Babel pulls back the curtain on the sin problem to reveal that humans also have a view-of-God problem.
 

If we dig around in the historical-cultural context and literary context for a bit, I think we can get a better grasp on what the story is about and why it has such a prominent place in Scripture. The Tower of Babel is not a tower in the way that we think of towers in the twenty-first century. Rather, this “tower” is a religious structure, most likely a ziggurat—an ancient Mesopotamian structure that “was believed to be used by the gods to travel from one realm to the other. It was solely for the convenience of the gods and was maintained in order to provide the deity with the amenities that would refresh him along the way (food, a place to lie and rest, etc.). The stairway led at the top to the gate of the gods, the entrance to the divine abode.”¹

The key to understanding what is wrong about the tower is recognizing how its function and purpose depicted the gods who used it. The gods need a convenient way to travel, food to sustain them, and a place to lay down for a quick nap. The gods are remarkably humanlike, who need the very same things we do.
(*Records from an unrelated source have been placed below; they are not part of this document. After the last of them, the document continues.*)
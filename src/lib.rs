//! rosterdb — an in-memory school records store served over a single HTTP
//! endpoint.
//!
//! Payloads name an object kind (Teacher/Student/Staff) and a verb
//! (create/read/update/delete) in either of two wire encodings, selected by
//! the payload's leading byte. The [`dispatch::Dispatcher`] runs the chain
//! sniff → envelope decode → registry resolution → operation decode →
//! execution against the shared [`store::Store`], which serializes access
//! with one store-wide lock plus one lock per record.

pub mod codec;
pub mod core;
pub mod dispatch;
pub mod model;
pub mod registry;
pub mod store;
pub mod web;

pub use codec::Encoding;
pub use core::{Kind, Result, RosterError, Verb};
pub use dispatch::Dispatcher;
pub use model::{Person, Record, Staff, Student, Teacher};
pub use registry::{Envelope, Operation};
pub use store::Store;
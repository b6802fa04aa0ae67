//! Client configuration for the session controller
//!
//! [`ClientConfig`] is assembled once, either in code through the builder
//! methods or from a TOML settings file via [`SessionSettings`], and is never
//! mutated after it has been handed to a session.

use crate::events::EventSink;
use serde::{Deserialize, Serialize};
use std::path::Path;
use std::time::Duration;
use thiserror::Error;

pub const DEFAULT_KEEP_ALIVE: Duration = Duration::from_secs(20);
pub const DEFAULT_PING_TIMEOUT: Duration = Duration::from_secs(30);
pub const DEFAULT_CONNECT_TIMEOUT: Duration = Duration::from_secs(30);
pub const DEFAULT_MAX_RECONNECT_INTERVAL: Duration = Duration::from_secs(10);

/// Smallest non-zero keep-alive accepted by the MQTT client
const MIN_KEEP_ALIVE: Duration = Duration::from_secs(1);

/// Connection settings plus the two notification slots
#[derive(Debug, Clone)]
pub struct ClientConfig {
    /// Broker URI, e.g. `tcp://localhost:1883`
    pub broker_url: String,
    pub client_id: String,
    pub keep_alive: Duration,
    /// Upper bound on waiting for a subscribe or publish acknowledgement
    pub ping_timeout: Duration,
    /// Upper bound on waiting for the broker to acknowledge the connect
    pub connect_timeout: Duration,
    pub auto_reconnect: bool,
    pub max_reconnect_interval: Duration,
    /// Receives [`crate::ConnectionEvent::ConnectionLost`]
    pub connection_lost: Option<EventSink>,
    /// Receives [`crate::ConnectionEvent::Reconnecting`] and
    /// [`crate::ConnectionEvent::Reconnected`]
    pub reconnecting: Option<EventSink>,
}

impl ClientConfig {
    /// Configuration with the default timing parameters
    pub fn new<B: Into<String>, C: Into<String>>(broker_url: B, client_id: C) -> Self {
        Self {
            broker_url: broker_url.into(),
            client_id: client_id.into(),
            keep_alive: DEFAULT_KEEP_ALIVE,
            ping_timeout: DEFAULT_PING_TIMEOUT,
            connect_timeout: DEFAULT_CONNECT_TIMEOUT,
            auto_reconnect: true,
            max_reconnect_interval: DEFAULT_MAX_RECONNECT_INTERVAL,
            connection_lost: None,
            reconnecting: None,
        }
    }

    pub fn with_keep_alive(mut self, keep_alive: Duration) -> Self {
        self.keep_alive = keep_alive;
        self
    }

    pub fn with_ping_timeout(mut self, ping_timeout: Duration) -> Self {
        self.ping_timeout = ping_timeout;
        self
    }

    pub fn with_connect_timeout(mut self, connect_timeout: Duration) -> Self {
        self.connect_timeout = connect_timeout;
        self
    }

    pub fn with_auto_reconnect(mut self, auto_reconnect: bool) -> Self {
        self.auto_reconnect = auto_reconnect;
        self
    }

    pub fn with_max_reconnect_interval(mut self, interval: Duration) -> Self {
        self.max_reconnect_interval = interval;
        self
    }

    pub fn with_connection_lost(mut self, sink: EventSink) -> Self {
        self.connection_lost = Some(sink);
        self
    }

    pub fn with_reconnecting(mut self, sink: EventSink) -> Self {
        self.reconnecting = Some(sink);
        self
    }

    /// Check values the MQTT client would otherwise reject at runtime
    ///
    /// An empty client id is accepted; sessions are always clean, so the
    /// broker assigns one.
    pub fn validate(&self) -> Result<(), ConfigError> {
        if self.broker_url.trim().is_empty() {
            return Err(ConfigError::InvalidConfig(
                "broker_url must not be empty".to_string(),
            ));
        }
        if !self.keep_alive.is_zero() && self.keep_alive < MIN_KEEP_ALIVE {
            return Err(ConfigError::InvalidConfig(format!(
                "keep_alive must be zero or at least {}s",
                MIN_KEEP_ALIVE.as_secs()
            )));
        }
        if self.ping_timeout.is_zero() || self.connect_timeout.is_zero() {
            return Err(ConfigError::InvalidConfig(
                "ping_timeout and connect_timeout must be non-zero".to_string(),
            ));
        }

        Ok(())
    }
}

/// Settings file layout
#[derive(Debug, Clone, Serialize, Deserialize, PartialEq)]
pub struct SessionSettings {
    #[serde(default)]
    pub session: SessionSection,
    pub mqtt: MqttSection,
}

/// Session section
#[derive(Debug, Clone, Default, Serialize, Deserialize, PartialEq)]
pub struct SessionSection {
    /// Namespace prepended to subscribed topics; empty disables namespacing
    #[serde(default)]
    pub prefix: String,
}

/// MQTT section
#[derive(Debug, Clone, Serialize, Deserialize, PartialEq)]
pub struct MqttSection {
    pub broker_url: String,
    pub client_id: String,
    #[serde(default = "default_keep_alive_secs")]
    pub keep_alive_secs: u64,
    #[serde(default = "default_ping_timeout_secs")]
    pub ping_timeout_secs: u64,
    #[serde(default = "default_connect_timeout_secs")]
    pub connect_timeout_secs: u64,
    #[serde(default = "default_auto_reconnect")]
    pub auto_reconnect: bool,
    #[serde(default = "default_max_reconnect_interval_secs")]
    pub max_reconnect_interval_secs: u64,
}

fn default_keep_alive_secs() -> u64 {
    DEFAULT_KEEP_ALIVE.as_secs()
}

fn default_ping_timeout_secs() -> u64 {
    DEFAULT_PING_TIMEOUT.as_secs()
}

fn default_connect_timeout_secs() -> u64 {
    DEFAULT_CONNECT_TIMEOUT.as_secs()
}

fn default_auto_reconnect() -> bool {
    true
}

fn default_max_reconnect_interval_secs() -> u64 {
    DEFAULT_MAX_RECONNECT_INTERVAL.as_secs()
}

impl MqttSection {
    /// Build a client configuration; notification slots start empty
    pub fn to_client_config(&self) -> ClientConfig {
        ClientConfig::new(&self.broker_url, &self.client_id)
            .with_keep_alive(Duration::from_secs(self.keep_alive_secs))
            .with_ping_timeout(Duration::from_secs(self.ping_timeout_secs))
            .with_connect_timeout(Duration::from_secs(self.connect_timeout_secs))
            .with_auto_reconnect(self.auto_reconnect)
            .with_max_reconnect_interval(Duration::from_secs(self.max_reconnect_interval_secs))
    }
}

/// Configuration loading errors
#[derive(Debug, Error)]
pub enum ConfigError {
    #[error("Failed to read config file: {0}")]
    FileRead(#[from] std::io::Error),
    #[error("Failed to parse TOML: {0}")]
    TomlParse(#[from] toml::de::Error),
    #[error("Invalid configuration: {0}")]
    InvalidConfig(String),
}

impl SessionSettings {
    /// Load settings from a TOML file and validate the MQTT section
    pub fn load_from_file(path: &Path) -> Result<Self, ConfigError> {
        let content = std::fs::read_to_string(path)?;
        Self::from_toml_str(&content)
    }

    /// Parse settings from TOML text and validate the MQTT section
    pub fn from_toml_str(content: &str) -> Result<Self, ConfigError> {
        let settings: SessionSettings = toml::from_str(content)?;
        settings.client_config().validate()?;
        Ok(settings)
    }

    /// Client configuration described by the `[mqtt]` section
    pub fn client_config(&self) -> ClientConfig {
        self.mqtt.to_client_config()
    }
}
The ancient Israelites, whether just departing Egypt, living peacefully in the promised land, or experiencing exile in Babylon, would recognize immediately that this story is about much more than confused languages or human pride because they would have experienced the gods and religious systems of Egypt, Canaan, and Mesopotamia and seen their own reflection in how those gods live. So while the Tower of Babel does chronicle yet another human foible, this time the problem has to do with how humans view the God in whose image they were made.

Ancient Mesopotamian Ziggurat.
Ziggurats in ancient Mesopotamia functioned as way-stations for the comings and goings of the gods.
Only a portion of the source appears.